READ MORE: £2.5bn spending boost forecast as indoor hospitality reopens


Footfall rose across all types of high street, but the most modest rises of 0.5 per cent and 1.6 per cent were in coastal and historic towns.

Meanwhile, Central London footfall rose by 4.2 per cent, suggesting that shoppers are starting to feel sufficiently confident to make trips to the capital.

Despite this, London has significant ground to make up as footfall in Central London remains 61.8 per cent below the 2019 level.

“Shoppers braved the ongoing rain and ventured back into retail destinations last week with footfall rising from the week before,” Springboard insights director Diane Wehrle said.

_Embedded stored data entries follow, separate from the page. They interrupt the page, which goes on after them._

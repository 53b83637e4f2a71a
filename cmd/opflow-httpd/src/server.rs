//! Server assembly: listener, accept loop and per-connection pipelines
//!
//! The reactor runs on the calling thread; every accepted connection
//! gets a detached pipeline that reads the request, hops to the worker
//! pool to handle it, converts failures and cancellation into a 500,
//! and writes the response back. The connection closes when its last
//! owner drops, at the end of the pipeline.

use crate::routes;
use opflow_core::adapt::{let_error, let_stopped, let_value, start_detached, then, transfer};
use opflow_core::env::env_get;
use opflow_core::error::OpResult;
use opflow_core::{just, owarn};
use opflow_http::{Response, Status};
use opflow_io::{async_accept, read_request, write_response};
use opflow_io::{Connection, IoContext, ListeningSocket, ReactorShared};
use opflow_pool::{PoolScheduler, WorkerPool, DEFAULT_POOL_THREADS};

use std::sync::Arc;

/// Compile-time default port, overridable with `OPFLOW_PORT`
pub const DEFAULT_PORT: u16 = 8080;

/// Startup configuration, read once from the environment
#[derive(Debug, Clone)]
pub struct ServerConfig {
    pub port: u16,
    pub pool_threads: usize,
}

impl ServerConfig {
    /// Environment variables (all optional):
    /// - `OPFLOW_PORT` - listening port
    /// - `OPFLOW_POOL_THREADS` - worker pool size
    pub fn from_env() -> ServerConfig {
        ServerConfig {
            port: env_get("OPFLOW_PORT", DEFAULT_PORT),
            pool_threads: env_get("OPFLOW_POOL_THREADS", DEFAULT_POOL_THREADS),
        }
    }
}

/// Shared handles every pipeline needs
pub struct ServerEnv {
    pub reactor: Arc<ReactorShared>,
    pub pool: PoolScheduler,
    pub listener: Arc<ListeningSocket>,
}

/// A bound server, ready to run
pub struct Server {
    ctx: IoContext,
    pool: WorkerPool,
    env: Arc<ServerEnv>,
}

impl Server {
    /// Bind the listener and spawn the pool; fatal errors surface here
    pub fn bind(cfg: &ServerConfig) -> OpResult<Server> {
        let ctx = IoContext::new()?;
        let pool = WorkerPool::new(cfg.pool_threads.max(1));
        let listener = Arc::new(ListeningSocket::bind(cfg.port)?);
        let env = Arc::new(ServerEnv {
            reactor: ctx.shared(),
            pool: pool.scheduler(),
            listener,
        });
        Ok(Server { ctx, pool, env })
    }

    /// Submission handle of the reactor (stop target)
    pub fn shared(&self) -> Arc<ReactorShared> {
        self.ctx.shared()
    }

    pub fn local_port(&self) -> OpResult<u16> {
        self.env.listener.local_port()
    }

    /// Run until the reactor is stopped; returns completed operations
    pub fn run(mut self) -> usize {
        spawn_accept(self.env.clone());
        let completed = self.ctx.run();
        self.pool.shutdown();
        completed
    }
}

/// Arm one accept; on completion spawn the pipeline and re-arm
fn spawn_accept(env: Arc<ServerEnv>) {
    let accept = async_accept(&env.reactor, &env.listener);

    let on_conn = {
        let env = env.clone();
        then(accept, move |conn| {
            spawn_pipeline(&env, conn);
            spawn_accept(env.clone());
        })
    };
    // Accept errors do not kill the loop; log and re-arm.
    let recover = {
        let env = env.clone();
        let_error(on_conn, move |err| {
            owarn!("opflow-httpd: accept failed: {}", err);
            spawn_accept(env.clone());
            just(())
        })
    };
    // A stopped accept (reactor drain) ends the loop silently.
    start_detached(recover);
}

/// The per-connection pipeline:
/// read, hop to the pool, handle, recover, write, close
fn spawn_pipeline(env: &Arc<ServerEnv>, conn: Connection) {
    let conn = Arc::new(conn);

    let routed = {
        let env = env.clone();
        let_value(
            transfer(read_request(&env.reactor, &conn), env.pool.clone()),
            move |req| routes::route_request(&env, req),
        )
    };
    let recovered = let_stopped(
        let_error(routed, |err| {
            owarn!("opflow-httpd: request failed: {}", err);
            just(Response::empty(Status::InternalServerError))
        }),
        || just(Response::empty(Status::InternalServerError)),
    );
    let written = {
        let reactor = env.reactor.clone();
        let conn = conn.clone();
        let_value(recovered, move |resp| write_response(&reactor, &conn, resp))
    };
    start_detached(written);
}

#[cfg(test)]
mod tests {
    use super::*;
    use std::io::{Read, Write};
    use std::net::TcpStream;
    use std::thread;
    use std::time::Duration;

    fn start_server() -> (u16, Arc<ReactorShared>, thread::JoinHandle<usize>) {
        let cfg = ServerConfig {
            port: 0,
            pool_threads: 2,
        };
        let server = Server::bind(&cfg).unwrap();
        let port = server.local_port().unwrap();
        let shared = server.shared();
        let handle = thread::spawn(move || server.run());
        (port, shared, handle)
    }

    fn connect(port: u16) -> TcpStream {
        let stream = TcpStream::connect(("127.0.0.1", port)).unwrap();
        stream
            .set_read_timeout(Some(Duration::from_secs(5)))
            .unwrap();
        stream
    }

    fn roundtrip(port: u16, request: &[u8]) -> Vec<u8> {
        let mut stream = connect(port);
        stream.write_all(request).unwrap();
        let mut response = Vec::new();
        stream.read_to_end(&mut response).unwrap();
        response
    }

    #[test]
    fn test_unknown_path_is_404_and_closes() {
        let (port, shared, handle) = start_server();

        let response = roundtrip(port, b"GET /unknown HTTP/1.1\r\nHost: x\r\n\r\n");
        assert_eq!(response, b"HTTP/1.1 404 Not Found\r\n\r\n");

        shared.stop();
        handle.join().unwrap();
    }

    #[test]
    fn test_malformed_method_is_500() {
        let (port, shared, handle) = start_server();

        let response = roundtrip(port, b"FOO / HTTP/1.1\r\n\r\n");
        assert_eq!(response, b"HTTP/1.1 500 Internal Server Error\r\n\r\n");

        shared.stop();
        handle.join().unwrap();
    }

    #[test]
    fn test_echo_split_mid_body() {
        let (port, shared, handle) = start_server();

        let mut stream = connect(port);
        stream
            .write_all(b"POST /echo HTTP/1.1\r\nContent-Length: 5\r\n\r\nhel")
            .unwrap();
        stream.flush().unwrap();
        thread::sleep(Duration::from_millis(50));
        stream.write_all(b"lo").unwrap();

        let mut response = Vec::new();
        stream.read_to_end(&mut response).unwrap();
        assert_eq!(
            response,
            b"HTTP/1.1 200 OK\r\nContent-type: text/plain\r\nContent-Length: 5\r\n\r\nhello"
                .as_slice()
        );

        shared.stop();
        handle.join().unwrap();
    }

    #[test]
    fn test_concurrent_connections() {
        let (port, shared, handle) = start_server();

        let clients: Vec<_> = (0..20)
            .map(|_| {
                thread::spawn(move || {
                    roundtrip(port, b"GET /nothing HTTP/1.1\r\nHost: x\r\n\r\n")
                })
            })
            .collect();
        for client in clients {
            let response = client.join().unwrap();
            assert_eq!(response, b"HTTP/1.1 404 Not Found\r\n\r\n");
        }

        shared.stop();
        handle.join().unwrap();
    }

    #[test]
    fn test_stop_closes_idle_connections() {
        let (port, shared, handle) = start_server();

        // Connections parked mid-read when the stop arrives
        let mut streams: Vec<_> = (0..3).map(|_| connect(port)).collect();
        thread::sleep(Duration::from_millis(100));

        shared.stop();
        handle.join().unwrap();

        for stream in &mut streams {
            let mut out = Vec::new();
            stream.read_to_end(&mut out).unwrap();
            // Stopped pipelines close cleanly without writing anything
            assert!(out.is_empty());
        }
    }
}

“However, it was high streets rather than shopping centres or retail parks that drove the uplift, and the result was a largely a result of a bounce back from a drop in shopper activity that occurred over the bank holiday weekend the week before.

“Shoppers continued to demonstrate a greater desire to visit their local high streets than large city centres across the UK, although it seems that Central London is becoming more appealing with a rise in footfall last week that was the second highest of any type of high street, only lower than in market towns.

“With indoor hospitality opening today the return of shoppers to high streets couldn’t come at a better time, suggesting we will see a further uplift in footfall as the opportunity to eat and drink inside protected from the elements will give shoppers an incentive to visit high streets more frequently and dwell longer.”